Problem to work on: Where in the data does the word "impl" appear? Find those lines and copy them.

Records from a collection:
_ _ _ _ _ _ _
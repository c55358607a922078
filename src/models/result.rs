// src/models/result.rs

use serde::{Deserialize, Serialize};
use sqlx::FromRow;

/// Status of an answer that counts toward the tally.
pub const FINAL_STATUS: &str = "final";

/// One answer within a result: the chosen option's correctness and the answer status.
#[derive(Debug, Clone, PartialEq, FromRow, Serialize, Deserialize)]
pub struct AnswerMark {
    pub status: String,
    pub is_correct: bool,
}

impl AnswerMark {
    pub fn is_final(&self) -> bool {
        self.status == FINAL_STATUS
    }
}

/// A result joined with its user, test, questions and answers.
#[derive(Debug, Clone, PartialEq)]
pub struct ResultSheet {
    pub score: i64,
    pub user_name: String,
    pub test_id: i64,
    pub test_title: String,
    pub questions: Vec<String>,
    pub answers: Vec<AnswerMark>,
}

/// Correct/wrong counts over final answers only.
#[derive(Debug, Clone, Copy, Default, PartialEq, Eq)]
pub struct AnswerTally {
    pub correct: i64,
    pub wrong: i64,
}

impl AnswerTally {
    pub fn from_marks<'a, I>(marks: I) -> Self
    where
        I: IntoIterator<Item = &'a AnswerMark>,
    {
        marks
            .into_iter()
            .filter(|mark| mark.is_final())
            .fold(Self::default(), |mut tally, mark| {
                if mark.is_correct {
                    tally.correct += 1;
                } else {
                    tally.wrong += 1;
                }
                tally
            })
    }
}

#[derive(Debug, Clone, PartialEq, Serialize)]
#[serde(rename_all = "camelCase")]
pub struct TestResultSummary {
    pub score: i64,
    pub user_name: String,
    pub test_id: i64,
    pub test_title: String,
    pub correct_answers: i64,
    pub wrong_answers: i64,
}

impl From<ResultSheet> for TestResultSummary {
    fn from(sheet: ResultSheet) -> Self {
        let tally = AnswerTally::from_marks(&sheet.answers);
        Self {
            score: sheet.score,
            user_name: sheet.user_name,
            test_id: sheet.test_id,
            test_title: sheet.test_title,
            correct_answers: tally.correct,
            wrong_answers: tally.wrong,
        }
    }
}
_ _ _ _ _ _ _
Exercise solution:
impl AnswerMark {
impl AnswerTally {
impl From<ResultSheet> for TestResultSummary {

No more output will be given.